**Task to complete**
Copy all of the data below without altering a single line.

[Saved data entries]
________________________
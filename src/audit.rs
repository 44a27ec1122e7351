// 📝 Audit Trail - append-only mutation journal
// Every successful catalog change is an event: id, timestamp, action, payload.

use anyhow::{Context, Result};
use chrono::{DateTime, Utc};
use serde::{Deserialize, Serialize};
use std::fs::OpenOptions;
use std::io::Write;
use std::path::{Path, PathBuf};

#[derive(Debug, Clone, Serialize, Deserialize)]
pub struct AuditEvent {
    pub event_id: String,
    pub timestamp: DateTime<Utc>,
    pub action: String,
    pub data: serde_json::Value,
}

impl AuditEvent {
    pub fn new(action: &str, data: serde_json::Value) -> Self {
        AuditEvent {
            event_id: uuid::Uuid::new_v4().to_string(),
            timestamp: Utc::now(),
            action: action.to_string(),
            data,
        }
    }
}

/// JSON-lines journal next to the catalog file.
///
/// Best-effort: the workflow records events after a successful save and
/// ignores journal write failures, so auditing never blocks a mutation.
pub struct AuditLog {
    path: PathBuf,
}

impl AuditLog {
    pub fn new(path: impl Into<PathBuf>) -> Self {
        AuditLog { path: path.into() }
    }

    pub fn path(&self) -> &Path {
        &self.path
    }

    pub fn record(&self, event: &AuditEvent) -> Result<()> {
        let line = serde_json::to_string(event).context("Failed to serialize audit event")?;

        let mut file = OpenOptions::new()
            .create(true)
            .append(true)
            .open(&self.path)
            .with_context(|| format!("Failed to open audit log at {}", self.path.display()))?;

        writeln!(file, "{}", line).context("Failed to append audit event")?;

        Ok(())
    }
}

// ============================================================================
// TESTS
// ============================================================================

#[cfg(test)]
mod tests {
    use super::*;
    use std::fs;

    #[test]
    fn test_record_appends_one_json_line_per_event() {
        let dir = tempfile::tempdir().unwrap();
        let log = AuditLog::new(dir.path().join("audit.jsonl"));

        log.record(&AuditEvent::new(
            "entry_added",
            serde_json::json!({"code": "AAA123"}),
        ))
        .unwrap();
        log.record(&AuditEvent::new(
            "entries_removed",
            serde_json::json!({"codes": ["AAA123"]}),
        ))
        .unwrap();

        let contents = fs::read_to_string(log.path()).unwrap();
        let lines: Vec<&str> = contents.lines().collect();
        assert_eq!(lines.len(), 2);

        let first: AuditEvent = serde_json::from_str(lines[0]).unwrap();
        assert_eq!(first.action, "entry_added");
        assert_eq!(first.data["code"], "AAA123");
        assert!(!first.event_id.is_empty());

        let second: AuditEvent = serde_json::from_str(lines[1]).unwrap();
        assert_eq!(second.action, "entries_removed");
    }
}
________________________
**Task answer**
filename src/audit.rs
repository 44a27ec1122e7351
// 📝 Audit Trail - append-only mutation journal
// Every successful catalog change is an event: id, timestamp, action, payload.

use anyhow::{Context, Result};
use chrono::{DateTime, Utc};
use serde::{Deserialize, Serialize};
use std::fs::OpenOptions;
use std::io::Write;
use std::path::{Path, PathBuf};

#[derive(Debug, Clone, Serialize, Deserialize)]
pub struct AuditEvent {
    pub event_id: String,
    pub timestamp: DateTime<Utc>,
    pub action: String,
    pub data: serde_json::Value,
}

impl AuditEvent {
    pub fn new(action: &str, data: serde_json::Value) -> Self {
        AuditEvent {
            event_id: uuid::Uuid::new_v4().to_string(),
            timestamp: Utc::now(),
            action: action.to_string(),
            data,
        }
    }
}

/// JSON-lines journal next to the catalog file.
///
/// Best-effort: the workflow records events after a successful save and
/// ignores journal write failures, so auditing never blocks a mutation.
pub struct AuditLog {
    path: PathBuf,
}

impl AuditLog {
    pub fn new(path: impl Into<PathBuf>) -> Self {
        AuditLog { path: path.into() }
    }

    pub fn path(&self) -> &Path {
        &self.path
    }

    pub fn record(&self, event: &AuditEvent) -> Result<()> {
        let line = serde_json::to_string(event).context("Failed to serialize audit event")?;

        let mut file = OpenOptions::new()
            .create(true)
            .append(true)
            .open(&self.path)
            .with_context(|| format!("Failed to open audit log at {}", self.path.display()))?;

        writeln!(file, "{}", line).context("Failed to append audit event")?;

        Ok(())
    }
}

// ============================================================================
// TESTS
// ============================================================================

#[cfg(test)]
mod tests {
    use super::*;
    use std::fs;

    #[test]
    fn test_record_appends_one_json_line_per_event() {
        let dir = tempfile::tempdir().unwrap();
        let log = AuditLog::new(dir.path().join("audit.jsonl"));

        log.record(&AuditEvent::new(
            "entry_added",
            serde_json::json!({"code": "AAA123"}),
        ))
        .unwrap();
        log.record(&AuditEvent::new(
            "entries_removed",
            serde_json::json!({"codes": ["AAA123"]}),
        ))
        .unwrap();

        let contents = fs::read_to_string(log.path()).unwrap();
        let lines: Vec<&str> = contents.lines().collect();
        assert_eq!(lines.len(), 2);

        let first: AuditEvent = serde_json::from_str(lines[0]).unwrap();
        assert_eq!(first.action, "entry_added");
        assert_eq!(first.data["code"], "AAA123");
        assert!(!first.event_id.is_empty());

        let second: AuditEvent = serde_json::from_str(lines[1]).unwrap();
        assert_eq!(second.action, "entries_removed");
    }
}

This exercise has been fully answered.